The goal of the SNAP Works Program is to help food stamp recipients who are unemployed or underemployed with job placement assistance, reducing and/or eliminating their dependency on food stamps. Training opportunities are in a variety of fields, from health care and manufacturing to teaching and welding. Able-Bodied Adults Without Dependents (ABAWDs) are required to have a job or participate in volunteer programs to keep their benefits for more than three months.

Since 2016, DFCS has expanded its partnerships with educational and technical training institutions as well as job readiness organizations to improve Georgians’ ability to get back on their feet. Through these partnerships, DFCS offers supervised job search, job skills training, GED, Second Language Acquisition (formerly referred to as English as a Second Language), vocational training for specific jobs and work experience (a short-term, unpaid work assignment). SNAP Works offers participants transportation, nutrition classes, child care, education, health classes, housing services and more.

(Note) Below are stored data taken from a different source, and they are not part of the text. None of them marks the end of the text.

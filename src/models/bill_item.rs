use serde::{Deserialize, Serialize};

/// A line item owned by a bill, contributing `amount * quantity` to the
/// bill's total.
#[derive(sqlx::FromRow, Debug, Clone, Serialize, Deserialize)]
pub struct BillItem {
    pub id: i64,
    pub bill_id: i64,
    pub name: String,
    pub description: Option<String>,
    pub amount: f64,
    pub quantity: i32,
    pub created_at: chrono::NaiveDateTime,
    pub updated_at: chrono::NaiveDateTime,
}

/// Client-submitted fields for creating or updating a bill item.
#[derive(Debug, Clone, Serialize, Deserialize)]
pub struct BillItemInput {
    pub name: String,
    #[serde(default)]
    pub description: Option<String>,
    pub amount: f64,
    #[serde(default)]
    pub quantity: i32,
}
use actix_web::{App, HttpServer, middleware::Logger, web};
use anyhow::Result;

use accounts::{config, db, handlers};

#[actix_web::main]
async fn main() -> Result<()> {
    env_logger::Builder::from_env(env_logger::Env::default().default_filter_or("info")).init();

    // Load configuration
    let config = config::init()?;

    // Initialize the selected storage backend and its schema
    let store = db::connect(&config).await?;
    store.create_tables().await?;
    log::info!("database ready ({:?} backend)", config.db_type);

    let data = web::Data::from(store.clone());
    let addr = ("0.0.0.0", config.port);
    log::info!("listening on {}:{}", addr.0, addr.1);

    HttpServer::new(move || {
        App::new()
            .wrap(Logger::default())
            .app_data(data.clone())
            .configure(handlers::configure)
    })
    .bind(addr)?
    .run()
    .await?;

    store.close().await;
    log::info!("store closed, shutting down");

    Ok(())
}
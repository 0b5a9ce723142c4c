use actix_web::{HttpResponse, ResponseError, http::StatusCode, web};
use serde_json::json;
use thiserror::Error;

use crate::db::StoreError;

mod bill_items;
mod bills;

/// HTTP-facing error; every variant maps to a status code and an
/// `{"error": ...}` JSON body.
#[derive(Debug, Error)]
pub enum ApiError {
    #[error("{0}")]
    BadRequest(String),
    #[error("{0}")]
    NotFound(String),
    #[error("{0}")]
    Internal(String),
}

impl ResponseError for ApiError {
    fn status_code(&self) -> StatusCode {
        match self {
            ApiError::BadRequest(_) => StatusCode::BAD_REQUEST,
            ApiError::NotFound(_) => StatusCode::NOT_FOUND,
            ApiError::Internal(_) => StatusCode::INTERNAL_SERVER_ERROR,
        }
    }

    fn error_response(&self) -> HttpResponse {
        HttpResponse::build(self.status_code()).json(json!({ "error": self.to_string() }))
    }
}

impl From<StoreError> for ApiError {
    fn from(err: StoreError) -> Self {
        match &err {
            StoreError::NotFound => ApiError::NotFound(err.to_string()),
            StoreError::InvalidDueDate(_) => ApiError::BadRequest(err.to_string()),
            StoreError::Database(_) => ApiError::Internal(err.to_string()),
        }
    }
}

/// Parse a path segment as a numeric id. Handlers take the raw string so a
/// non-numeric id maps to 400 rather than an unmatched route.
fn parse_id(raw: &str) -> Result<i64, ApiError> {
    raw.parse::<i64>()
        .map_err(|_| ApiError::BadRequest(format!("invalid id: {raw}")))
}

/// Register all routes on the application.
pub fn configure(cfg: &mut web::ServiceConfig) {
    cfg.service(
        web::resource("/bills")
            .route(web::get().to(bills::list_bills))
            .route(web::post().to(bills::create_bill)),
    )
    .service(
        web::resource("/bills/{id}")
            .route(web::get().to(bills::get_bill))
            .route(web::put().to(bills::update_bill))
            .route(web::delete().to(bills::delete_bill)),
    )
    .service(
        web::resource("/bills/{id}/items")
            .route(web::get().to(bill_items::list_bill_items))
            .route(web::post().to(bill_items::create_bill_item)),
    )
    .service(
        web::resource("/items/{id}")
            .route(web::get().to(bill_items::get_bill_item))
            .route(web::put().to(bill_items::update_bill_item))
            .route(web::delete().to(bill_items::delete_bill_item)),
    );
}
use actix_web::{HttpResponse, web};
use serde_json::json;

use super::{ApiError, parse_id};
use crate::db::BillStore;
use crate::models::BillInput;

/// GET /bills - all bills as summaries.
pub async fn list_bills(store: web::Data<dyn BillStore>) -> Result<HttpResponse, ApiError> {
    let bills = store.list_bills().await?;

    Ok(HttpResponse::Ok().json(bills))
}

/// GET /bills/{id} - one bill with its items.
pub async fn get_bill(
    path: web::Path<String>,
    store: web::Data<dyn BillStore>,
) -> Result<HttpResponse, ApiError> {
    let id = parse_id(&path)?;

    let bill = store.get_bill(id).await?;

    Ok(HttpResponse::Ok().json(bill))
}

/// POST /bills - create a bill and its items.
pub async fn create_bill(
    input: web::Json<BillInput>,
    store: web::Data<dyn BillStore>,
) -> Result<HttpResponse, ApiError> {
    let input = input.into_inner();
    if input.title.is_empty() {
        return Err(ApiError::BadRequest("title is required".to_string()));
    }

    let id = store.create_bill(&input).await?;

    Ok(HttpResponse::Created().json(json!({ "id": id })))
}

/// PUT /bills/{id} - rewrite a bill and replace its item set.
pub async fn update_bill(
    path: web::Path<String>,
    input: web::Json<BillInput>,
    store: web::Data<dyn BillStore>,
) -> Result<HttpResponse, ApiError> {
    let id = parse_id(&path)?;

    let input = input.into_inner();
    if input.title.is_empty() {
        return Err(ApiError::BadRequest("title is required".to_string()));
    }

    // Read-before-write so an absent bill maps to 404; the update itself
    // would silently affect zero rows.
    store.get_bill(id).await?;

    store.update_bill(id, &input).await?;

    Ok(HttpResponse::Ok().json(json!({ "message": "bill updated" })))
}

/// DELETE /bills/{id} - delete a bill and, by cascade, its items.
pub async fn delete_bill(
    path: web::Path<String>,
    store: web::Data<dyn BillStore>,
) -> Result<HttpResponse, ApiError> {
    let id = parse_id(&path)?;

    store.get_bill(id).await?;

    store.delete_bill(id).await?;

    Ok(HttpResponse::Ok().json(json!({ "message": "bill deleted" })))
}
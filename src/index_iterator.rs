use smallvec::{smallvec, SmallVec};

/// Index of an element in a dynamic-rank array.
pub type DynIndex = SmallVec<[usize; 5]>;

/// Iterator over all valid indices of a shape, in logical (row-major)
/// order, ie. the last index component varies fastest.
///
/// A rank-0 shape has exactly one valid index, the empty index.
#[derive(Clone)]
pub struct Indices {
    shape: DynIndex,

    /// Next index to yield, or `None` once iteration is complete.
    next: Option<DynIndex>,

    remaining: usize,
}

impl Indices {
    pub fn from_shape(shape: &[usize]) -> Indices {
        let remaining = shape.iter().product();
        let next = (remaining > 0).then(|| smallvec![0; shape.len()]);
        Indices {
            shape: SmallVec::from_slice(shape),
            next,
            remaining,
        }
    }
}

impl Iterator for Indices {
    type Item = DynIndex;

    fn next(&mut self) -> Option<DynIndex> {
        let current = self.next.as_mut()?;
        let result = current.clone();
        self.remaining -= 1;

        // Advance the index, wrapping each trailing component that reaches
        // its dimension size.
        let mut done = true;
        for dim in (0..current.len()).rev() {
            current[dim] += 1;
            if current[dim] < self.shape[dim] {
                done = false;
                break;
            }
            current[dim] = 0;
        }
        if done {
            self.next = None;
        }

        Some(result)
    }

    fn size_hint(&self) -> (usize, Option<usize>) {
        (self.remaining, Some(self.remaining))
    }
}

impl ExactSizeIterator for Indices {}

impl std::iter::FusedIterator for Indices {}

#[cfg(test)]
mod tests {
    use ndmatrix_testing::TestCases;

    use super::Indices;

    #[test]
    fn test_indices() {
        #[derive(Debug)]
        struct Case<'a> {
            shape: &'a [usize],
            expected: Vec<Vec<usize>>,
        }

        let cases = [
            // A rank-0 shape has a single empty index.
            Case {
                shape: &[],
                expected: vec![vec![]],
            },
            Case {
                shape: &[3],
                expected: vec![vec![0], vec![1], vec![2]],
            },
            // The last component varies fastest.
            Case {
                shape: &[2, 2],
                expected: vec![vec![0, 0], vec![0, 1], vec![1, 0], vec![1, 1]],
            },
            // Any zero-sized dimension empties the iterator.
            Case {
                shape: &[2, 0, 2],
                expected: vec![],
            },
        ];

        cases.test_each(|case| {
            let indices: Vec<Vec<usize>> = Indices::from_shape(case.shape)
                .map(|ix| ix.to_vec())
                .collect();
            assert_eq!(indices, case.expected);
        })
    }

    #[test]
    fn test_indices_len() {
        let mut iter = Indices::from_shape(&[2, 3]);
        assert_eq!(iter.len(), 6);
        iter.next();
        assert_eq!(iter.len(), 5);
        assert_eq!(iter.by_ref().count(), 5);
        assert_eq!(iter.next(), None);
    }
}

DFCS also offers 90-day job retention services for SNAP Works participants after they have obtained employment. Job retention support services provide expenses necessary for the participant to maintain employment.

By the Numbers | SNAP

  • 1,396,878 is the average number of individuals who received SNAP benefits each month
  • $13,014,660 average amount of Senior SNAP benefits issued per month in SFY 2020
  • 217,384 number of seniors and disabled adults who received SNAP benefits
  • 29,229 SNAP recipients who participated in SNAP Works to improve their economic well-being and were not subject to ABAWD work requirements
  • 88,825 number of able-bodied adults without dependents who could volunteer to participate in the program to meet federal requirements
  • 135,862 number of individuals who received Senior SNAP* benefits in SFY 2020
    • The Georgia Senior SNAP program is an elderly simplified application project designed to make it easier for seniors to receive food stamp benefit. 
  • 107,543 monthly average number of individuals who received Senior SNAP benefits
  • $300 average monthly SNAP benefit per household in Federal Fiscal Year 2020 (FFY 2020)
  • 902,786 children who benefited from the SNAP program in SFY 2020
  • 118,054 total number of SNAP recipients served by the SNAP Works Program in FFY 2020

SNAP response to COVID-19 pandemic
In response to the coronavirus pandemic, SNAP received several policy waivers and guidance from the United States Department of Agriculture, Food and Nutrition Service, to help Georgia families meet their food and nutritional needs during the public health emergency. With these policy waivers, the SNAP program was able to:

  • Simplify eligibility determinations by accepting client statements for income and certain household expenses.
  • Extend certification periods for an additional six months to households beginning in March 2020.
  • Suspend work requirements for ABAWDs between April and June 2020.
  • Issue Pandemic SNAP (P-SNAP) and emergency allotments to SNAP households to bring their allotment up to the maximum benefit amount for their household size. P-SNAP and emergency allotments were issued from March through September 2020.
  • Offer online EBT use with in-store pickup and grocery delivery. This expanded partnership with grocers allows SNAP recipients, especially those with underlying health conditions, to safely get food.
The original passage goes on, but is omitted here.